# Sexual Narcissism



## DownByTheRiver

Since we're frequently on this subject, this article may offer some thoughts about what is underlying it. 









How to Recognize Sexual Narcissism — and What to Do Next


Whether you're involved with someone who shows signs of sexual narcissism or re-evaluating your own ideas around sex, we've got answers to your questions.




www.healthline.com


----------



## Personal

DownByTheRiver said:


> *Since we're frequently on this subject*, this article may offer some thoughts about what is underlying it.


Are we frequently on this subject at all?

_"These behaviors persist, showing up consistently rather than occasionally, but they appear in the context of sexual interactions and relationships instead of all areas of life. 

A partner with sexual narcissism may: 
_

_believe they deserve sex and have a right to demand it whenever they want, even if you’re working, sleeping, or occupied with something else_
_expect sex in return for gifts or favors_
_feel perfectly willing to trick, deceive, or manipulate you into having sex_
_care little about what you want in bed_
_need a lot of validation and admiration for their sexual performance_
_believe they have superior sexual skills and that everyone else considers them fantastic sexual partners_
_react poorly when you refuse sex or fail to offer enough praise and approval_
_put you down, often to manipulate you more easily_
_feel bothered or dissatisfied by the idea that others are having more sex or better sex than they are_
_The belief they deserve sex when they want it may lead them to have sex outside your relationship. They might justify this behavior and you may feel as if it’s your fault for not making yourself available for sex."_

Of which let us address those bullet points in order.

_believe they deserve sex and have a right to demand it whenever they want, even if you’re working, sleeping, or occupied with something else_
No one deserves to share sex, and no one should be entitled to the sharing of any sex at all.

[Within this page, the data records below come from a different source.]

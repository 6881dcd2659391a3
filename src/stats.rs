//! Per-session detection counts.
//!
//! `CategoryFilter` is the only place that maps detector class ids to
//! categories; the detection adapter and `aggregate` both go through it.
//! Snapshots are keyed by session so concurrent viewers never overwrite each
//! other's counts.

use anyhow::{anyhow, Result};
use rand::RngCore;
use serde::Serialize;
use std::collections::HashMap;
use std::fmt;
use std::sync::{Arc, Mutex, PoisonError, RwLock};

use crate::detect::{Category, Detection};

/// COCO class id for "person".
pub const PERSON_CLASS_ID: u32 = 0;
/// COCO class ids for car, motorcycle, bus and truck.
pub const VEHICLE_CLASS_IDS: [u32; 4] = [2, 3, 5, 7];
/// Minimum detector confidence kept by default.
pub const DEFAULT_CONFIDENCE_THRESHOLD: f32 = 0.4;

/// Class ids of interest plus the confidence threshold.
///
/// Built once at start-up and shared read-only afterwards.
#[derive(Clone, Debug, PartialEq)]
pub struct CategoryFilter {
    person_class_id: u32,
    vehicle_class_ids: Vec<u32>,
    threshold: f32,
}

impl CategoryFilter {
    pub fn new(threshold: f32) -> Result<Self> {
        if !(threshold > 0.0 && threshold <= 1.0) {
            return Err(anyhow!(
                "confidence threshold must be in (0, 1], got {}",
                threshold
            ));
        }
        Ok(Self {
            person_class_id: PERSON_CLASS_ID,
            vehicle_class_ids: VEHICLE_CLASS_IDS.to_vec(),
            threshold,
        })
    }

    pub fn threshold(&self) -> f32 {
        self.threshold
    }

    /// Category for a raw class id, `None` for classes outside the filter.
    pub fn category_of(&self, class_id: u32) -> Option<Category> {
        if class_id == self.person_class_id {
            Some(Category::Person)
        } else if self.vehicle_class_ids.contains(&class_id) {
            Some(Category::Vehicle)
        } else {
            None
        }
    }

    /// All class ids the detector should report, person first.
    pub fn class_ids(&self) -> Vec<u32> {
        let mut ids = Vec::with_capacity(1 + self.vehicle_class_ids.len());
        ids.push(self.person_class_id);
        ids.extend_from_slice(&self.vehicle_class_ids);
        ids
    }

    pub fn allows(&self, class_id: u32, confidence: f32) -> bool {
        confidence >= self.threshold && self.category_of(class_id).is_some()
    }
}

impl Default for CategoryFilter {
    fn default() -> Self {
        Self {
            person_class_id: PERSON_CLASS_ID,
            vehicle_class_ids: VEHICLE_CLASS_IDS.to_vec(),
            threshold: DEFAULT_CONFIDENCE_THRESHOLD,
        }
    }
}

/// Counts for the last fully processed frame of one session.
#[derive(Clone, Copy, Debug, Default, PartialEq, Eq, Serialize)]
pub struct AggregateSnapshot {
    #[serde(rename = "personas")]
    pub person_count: u32,
    #[serde(rename = "vehiculos")]
    pub vehicle_count: u32,
}

impl AggregateSnapshot {
    pub fn new(person_count: u32, vehicle_count: u32) -> Self {
        Self {
            person_count,
            vehicle_count,
        }
    }
}

/// Tally one frame's detections. Pure: not accumulated across frames.
///
/// Categorisation goes through the class id, so a detection whose class is
/// outside the filter is ignored regardless of the category it carries.
pub fn aggregate(detections: &[Detection], filter: &CategoryFilter) -> AggregateSnapshot {
    let mut snapshot = AggregateSnapshot::default();
    for detection in detections {
        match filter.category_of(detection.class_id) {
            Some(Category::Person) => snapshot.person_count += 1,
            Some(Category::Vehicle) => snapshot.vehicle_count += 1,
            None => {}
        }
    }
    snapshot
}

// ----------------------------------------------------------------------------
// Session ids
// ----------------------------------------------------------------------------

const LIVE_SESSION: &str = "live";

/// Identifies one streaming session for the stats endpoint.
#[derive(Clone, Debug, PartialEq, Eq, Hash, PartialOrd, Ord, Serialize)]
#[serde(transparent)]
pub struct SessionId(String);

impl SessionId {
    /// The single live-device session.
    pub fn live() -> Self {
        SessionId(LIVE_SESSION.to_string())
    }

    /// Fresh random id for a file session.
    pub fn generate() -> Self {
        let mut bytes = [0u8; 8];
        rand::thread_rng().fill_bytes(&mut bytes);
        SessionId(hex::encode(bytes))
    }

    /// Parse an id presented by a client.
    pub fn parse(value: &str) -> Result<Self> {
        if value == LIVE_SESSION {
            return Ok(Self::live());
        }
        if value.len() != 16 || !value.bytes().all(|b| b.is_ascii_hexdigit()) {
            return Err(anyhow!("session id must be 'live' or 16 hex digits"));
        }
        Ok(SessionId(value.to_ascii_lowercase()))
    }

    pub fn as_str(&self) -> &str {
        &self.0
    }

    pub fn is_live(&self) -> bool {
        self.0 == LIVE_SESSION
    }
}

impl fmt::Display for SessionId {
    fn fmt(&self, f: &mut fmt::Formatter<'_>) -> fmt::Result {
        f.write_str(&self.0)
    }
}

// ----------------------------------------------------------------------------
// Snapshot registry
// ----------------------------------------------------------------------------

type Slot = Arc<Mutex<AggregateSnapshot>>;

/// Latest snapshot per active session.
///
/// The outer lock only guards membership; each session writes its own slot,
/// so a reader waits at most for one copy of a snapshot.
#[derive(Debug, Default)]
pub struct SnapshotRegistry {
    slots: RwLock<HashMap<SessionId, Slot>>,
}

impl SnapshotRegistry {
    pub fn new() -> Arc<Self> {
        Arc::new(Self::default())
    }

    /// Register a session with a zeroed snapshot. A stale entry with the same
    /// id is replaced.
    pub fn open(self: &Arc<Self>, id: SessionId) -> SnapshotPublisher {
        let slot: Slot = Arc::new(Mutex::new(AggregateSnapshot::default()));
        self.slots
            .write()
            .unwrap_or_else(PoisonError::into_inner)
            .insert(id.clone(), slot.clone());
        SnapshotPublisher {
            id,
            slot,
            registry: Arc::clone(self),
        }
    }

    /// Latest published snapshot, zeroed when the session is unknown.
    pub fn latest(&self, id: &SessionId) -> AggregateSnapshot {
        let slot = self
            .slots
            .read()
            .unwrap_or_else(PoisonError::into_inner)
            .get(id)
            .cloned();
        match slot {
            Some(slot) => *slot.lock().unwrap_or_else(PoisonError::into_inner),
            None => AggregateSnapshot::default(),
        }
    }

    pub fn contains(&self, id: &SessionId) -> bool {
        self.slots
            .read()
            .unwrap_or_else(PoisonError::into_inner)
            .contains_key(id)
    }

    /// Active sessions with their snapshots, sorted by id.
    pub fn active(&self) -> Vec<(SessionId, AggregateSnapshot)> {
        let slots: Vec<(SessionId, Slot)> = self
            .slots
            .read()
            .unwrap_or_else(PoisonError::into_inner)
            .iter()
            .map(|(id, slot)| (id.clone(), slot.clone()))
            .collect();
        let mut out: Vec<_> = slots
            .into_iter()
            .map(|(id, slot)| {
                let snapshot = *slot.lock().unwrap_or_else(PoisonError::into_inner);
                (id, snapshot)
            })
            .collect();
        out.sort_by(|a, b| a.0.cmp(&b.0));
        out
    }

    fn remove_if_owned(&self, id: &SessionId, slot: &Slot) {
        let mut slots = self.slots.write().unwrap_or_else(PoisonError::into_inner);
        if slots.get(id).is_some_and(|current| Arc::ptr_eq(current, slot)) {
            slots.remove(id);
        }
    }
}

/// Write side of one session's snapshot. Dropping it unregisters the session.
#[derive(Debug)]
pub struct SnapshotPublisher {
    id: SessionId,
    slot: Slot,
    registry: Arc<SnapshotRegistry>,
}

impl SnapshotPublisher {
    pub fn session_id(&self) -> &SessionId {
        &self.id
    }

    /// Replace the session's snapshot as a whole.
    pub fn publish(&self, snapshot: AggregateSnapshot) {
        *self.slot.lock().unwrap_or_else(PoisonError::into_inner) = snapshot;
    }
}

impl Drop for SnapshotPublisher {
    fn drop(&mut self) {
        self.registry.remove_if_owned(&self.id, &self.slot);
    }
}
//! Frame sources.
//!
//! `SourceManager::open` turns a `VideoSource` into a `SourceHandle` that
//! yields frames lazily, in order, until the source ends. Backends:
//! - Concatenated-JPEG files (`.mjpeg`/`.mjpg`), always available
//! - Other video files (feature: ingest-file-ffmpeg)
//! - V4L2 capture devices (feature: ingest-v4l2)
//! - Synthetic devices under a `stub://` device prefix (testing, demos)
//!
//! Live devices are exclusive: a second open of a held device fails instead
//! of queueing or sharing. File sources are never exclusive; each handle has
//! its own read cursor.

#[cfg(feature = "ingest-file-ffmpeg")]
mod file_ffmpeg;
mod mjpeg;
#[cfg(feature = "ingest-v4l2")]
mod normalize;
mod synthetic;
#[cfg(feature = "ingest-v4l2")]
mod v4l2;

use std::collections::HashSet;
use std::fmt;
use std::path::{Path, PathBuf};
use std::sync::{Arc, Mutex, PoisonError};

use anyhow::Result;

use crate::error::SourceError;
use crate::frame::RawFrame;

pub use mjpeg::{find_jpeg_bounds, MJPEG_EXTENSIONS};

/// Device prefix that selects synthetic devices.
pub const STUB_PREFIX: &str = "stub://";

/// Where frames come from. Fixed for the lifetime of a session.
#[derive(Clone, Debug, PartialEq, Eq)]
pub enum VideoSource {
    /// Live capture device by index.
    Device(u32),
    /// On-disk video file.
    File(PathBuf),
}

impl fmt::Display for VideoSource {
    fn fmt(&self, f: &mut fmt::Formatter<'_>) -> fmt::Result {
        match self {
            VideoSource::Device(index) => write!(f, "device {}", index),
            VideoSource::File(path) => write!(f, "file {}", path.display()),
        }
    }
}

/// Capture settings shared by every source the manager opens.
#[derive(Clone, Debug)]
pub struct SourceSettings {
    /// Prefix a device index is appended to, e.g. `/dev/video` or `stub://video`.
    pub device_prefix: String,
    /// Preferred capture width for devices.
    pub width: u32,
    /// Preferred capture height for devices.
    pub height: u32,
    /// Target device frame rate. 0 leaves synthetic devices unpaced.
    pub target_fps: u32,
}

impl Default for SourceSettings {
    fn default() -> Self {
        Self {
            device_prefix: "/dev/video".to_string(),
            width: 640,
            height: 480,
            target_fps: 30,
        }
    }
}

impl SourceSettings {
    pub fn device_node(&self, index: u32) -> String {
        format!("{}{}", self.device_prefix, index)
    }
}

/// Opens sources and tracks which devices are held.
///
/// Clones share the held-device set, so one manager per process enforces
/// exclusivity across every session.
#[derive(Clone, Debug, Default)]
pub struct SourceManager {
    settings: SourceSettings,
    held_devices: Arc<Mutex<HashSet<u32>>>,
}

impl SourceManager {
    pub fn new(settings: SourceSettings) -> Self {
        Self {
            settings,
            held_devices: Arc::new(Mutex::new(HashSet::new())),
        }
    }

    /// Whether a device is currently held by some handle.
    pub fn is_device_held(&self, index: u32) -> bool {
        self.held_devices
            .lock()
            .unwrap_or_else(PoisonError::into_inner)
            .contains(&index)
    }

    /// Open a source. Fails fast when a device is busy or a file is missing or
    /// undecodable.
    pub fn open(&self, source: &VideoSource) -> Result<SourceHandle, SourceError> {
        match source {
            VideoSource::Device(index) => self.open_device(*index, source),
            VideoSource::File(path) => self.open_file(path, source),
        }
    }

    fn open_device(&self, index: u32, source: &VideoSource) -> Result<SourceHandle, SourceError> {
        let lease = self
            .acquire(index)
            .ok_or_else(|| SourceError::unavailable(source, "device is held by another session"))?;

        let node = self.settings.device_node(index);
        let backend = if node.starts_with(STUB_PREFIX) {
            SourceBackend::Synthetic(synthetic::SyntheticDevice::new(node, &self.settings))
        } else {
            open_capture_device(&node, &self.settings)
                .map_err(|err| SourceError::unavailable(source, format!("{err:#}")))?
        };

        log::info!("source opened: {} ({})", source, backend.kind());
        Ok(SourceHandle::new(source.clone(), backend, Some(lease)))
    }

    fn open_file(&self, path: &Path, source: &VideoSource) -> Result<SourceHandle, SourceError> {
        if !path.is_file() {
            return Err(SourceError::unavailable(source, "no such file"));
        }
        let backend = if mjpeg::is_mjpeg_path(path) {
            SourceBackend::Mjpeg(
                mjpeg::MjpegFileSource::open(path)
                    .map_err(|err| SourceError::unavailable(source, format!("{err:#}")))?,
            )
        } else {
            open_container_file(path)
                .map_err(|err| SourceError::unavailable(source, format!("{err:#}")))?
        };

        log::info!("source opened: {} ({})", source, backend.kind());
        Ok(SourceHandle::new(source.clone(), backend, None))
    }

    fn acquire(&self, index: u32) -> Option<DeviceLease> {
        let mut held = self
            .held_devices
            .lock()
            .unwrap_or_else(PoisonError::into_inner);
        if !held.insert(index) {
            return None;
        }
        Some(DeviceLease {
            index,
            held: Arc::clone(&self.held_devices),
        })
    }
}

#[cfg(feature = "ingest-v4l2")]
fn open_capture_device(node: &str, settings: &SourceSettings) -> Result<SourceBackend> {
    Ok(SourceBackend::V4l2(v4l2::V4l2Device::open(node, settings)?))
}

#[cfg(not(feature = "ingest-v4l2"))]
fn open_capture_device(node: &str, _settings: &SourceSettings) -> Result<SourceBackend> {
    Err(anyhow::anyhow!(
        "capture device {} requires the ingest-v4l2 feature",
        node
    ))
}

#[cfg(feature = "ingest-file-ffmpeg")]
fn open_container_file(path: &Path) -> Result<SourceBackend> {
    Ok(SourceBackend::Ffmpeg(file_ffmpeg::FfmpegFileSource::open(path)?))
}

#[cfg(not(feature = "ingest-file-ffmpeg"))]
fn open_container_file(path: &Path) -> Result<SourceBackend> {
    Err(anyhow::anyhow!(
        "{} is not an MJPEG file; other containers require the ingest-file-ffmpeg feature",
        path.display()
    ))
}

/// Exclusive hold on a device index. Released on drop.
#[derive(Debug)]
struct DeviceLease {
    index: u32,
    held: Arc<Mutex<HashSet<u32>>>,
}

impl Drop for DeviceLease {
    fn drop(&mut self) {
        self.held
            .lock()
            .unwrap_or_else(PoisonError::into_inner)
            .remove(&self.index);
    }
}

enum SourceBackend {
    Synthetic(synthetic::SyntheticDevice),
    Mjpeg(mjpeg::MjpegFileSource),
    #[cfg(feature = "ingest-file-ffmpeg")]
    Ffmpeg(file_ffmpeg::FfmpegFileSource),
    #[cfg(feature = "ingest-v4l2")]
    V4l2(v4l2::V4l2Device),
}

impl SourceBackend {
    fn kind(&self) -> &'static str {
        match self {
            SourceBackend::Synthetic(_) => "synthetic",
            SourceBackend::Mjpeg(_) => "mjpeg",
            #[cfg(feature = "ingest-file-ffmpeg")]
            SourceBackend::Ffmpeg(_) => "ffmpeg",
            #[cfg(feature = "ingest-v4l2")]
            SourceBackend::V4l2(_) => "v4l2",
        }
    }

    /// `Ok(None)` is a graceful end of stream.
    fn next_frame(&mut self, sequence: u64) -> Result<Option<RawFrame>> {
        match self {
            SourceBackend::Synthetic(source) => source.next_frame(sequence),
            SourceBackend::Mjpeg(source) => source.next_frame(sequence),
            #[cfg(feature = "ingest-file-ffmpeg")]
            SourceBackend::Ffmpeg(source) => source.next_frame(sequence),
            #[cfg(feature = "ingest-v4l2")]
            SourceBackend::V4l2(source) => source.next_frame(sequence),
        }
    }
}

/// An open source. Pull frames with `next_frame`; the sequence cannot be
/// restarted.
///
/// `close` releases the underlying file or device. It is idempotent and also
/// runs on drop, so every exit path releases the source.
pub struct SourceHandle {
    source: VideoSource,
    backend: Option<SourceBackend>,
    lease: Option<DeviceLease>,
    frames_read: u64,
}

impl SourceHandle {
    fn new(source: VideoSource, backend: SourceBackend, lease: Option<DeviceLease>) -> Self {
        Self {
            source,
            backend: Some(backend),
            lease,
            frames_read: 0,
        }
    }

    pub fn frames_read(&self) -> u64 {
        self.frames_read
    }

    pub fn is_closed(&self) -> bool {
        self.backend.is_none()
    }

    /// Whether this handle holds a device lease.
    pub fn holds_device(&self) -> bool {
        self.lease.is_some()
    }

    /// Next frame, or `None` at end of stream.
    ///
    /// Read failures (a device that stops delivering, a corrupt file) also
    /// end the stream; they are logged here and not reported separately.
    pub fn next_frame(&mut self) -> Option<RawFrame> {
        let backend = self.backend.as_mut()?;
        match backend.next_frame(self.frames_read) {
            Ok(Some(frame)) => {
                self.frames_read += 1;
                Some(frame)
            }
            Ok(None) => {
                log::debug!("{}: end of stream after {} frames", self.source, self.frames_read);
                None
            }
            Err(err) => {
                log::warn!(
                    "{}: read failed after {} frames: {:#}",
                    self.source,
                    self.frames_read,
                    err
                );
                None
            }
        }
    }

    /// Release the source. Safe to call more than once.
    pub fn close(&mut self) {
        if self.backend.take().is_some() {
            log::debug!("{}: released", self.source);
        }
        self.lease = None;
    }
}

impl Drop for SourceHandle {
    fn drop(&mut self) {
        self.close();
    }
}

impl fmt::Debug for SourceHandle {
    fn fmt(&self, f: &mut fmt::Formatter<'_>) -> fmt::Result {
        f.debug_struct("SourceHandle")
            .field("source", &self.source)
            .field("closed", &self.is_closed())
            .field("frames_read", &self.frames_read)
            .finish()
    }
}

Likewise no one ought to be forced to or feel compelled to share sex with anyone they don't want to in any instance, no matter what relationship they have with that person.

That said since a person owns their own sexuality, if they are in a relationship that is nominally sexual, yet their sexual partner doesn't want to share sex with them, at anywhere near the same frequency or at all. They should feel free to try to seek sex consensual with others who want to share sex with them, in order to satiate their sexual desires, either after ending that relationship or even while maintaining it. Of course applying the principles of informed consent, since cheating is poor form. While also appreciating that consensual non-monogamy is on the other hand perfectly decent behaviour.

_expect sex in return for gifts or favors_
If the sharing of sex is a component of a transactional sexual relationship like prostitution. Then expecting sex in return for mutually agreed gifts or favours, makes that expectation in that agreed and consensual context perfectly reasonable.

On the other hand at least in my experience, sharing great sex (as opposed to mediocre sex) tends to generate the desire to share more great sex. Doing unrelated things like washing dishes, cooking meals or mowing the lawn etc, do little through nothing to generate much if any sexual desire at all. That said doing chores and pulling ones own weight etc if able, is simply what a person ought to be doing as an adult.

_feel perfectly willing to trick, deceive, or manipulate you into having sex_
Which is appalling behaviour.

Just like being perfectly willing to trick, deceive or manipulate you into not having sex, is also appalling behaviour.

_care little about what you want in bed_
That approach is not going to get someone very far in the long run. Since if the sex sux for the other person, then they won't want to share more of it.

That said only caring about what the other person wants in bed to ones own loss, also doesn't bode well either.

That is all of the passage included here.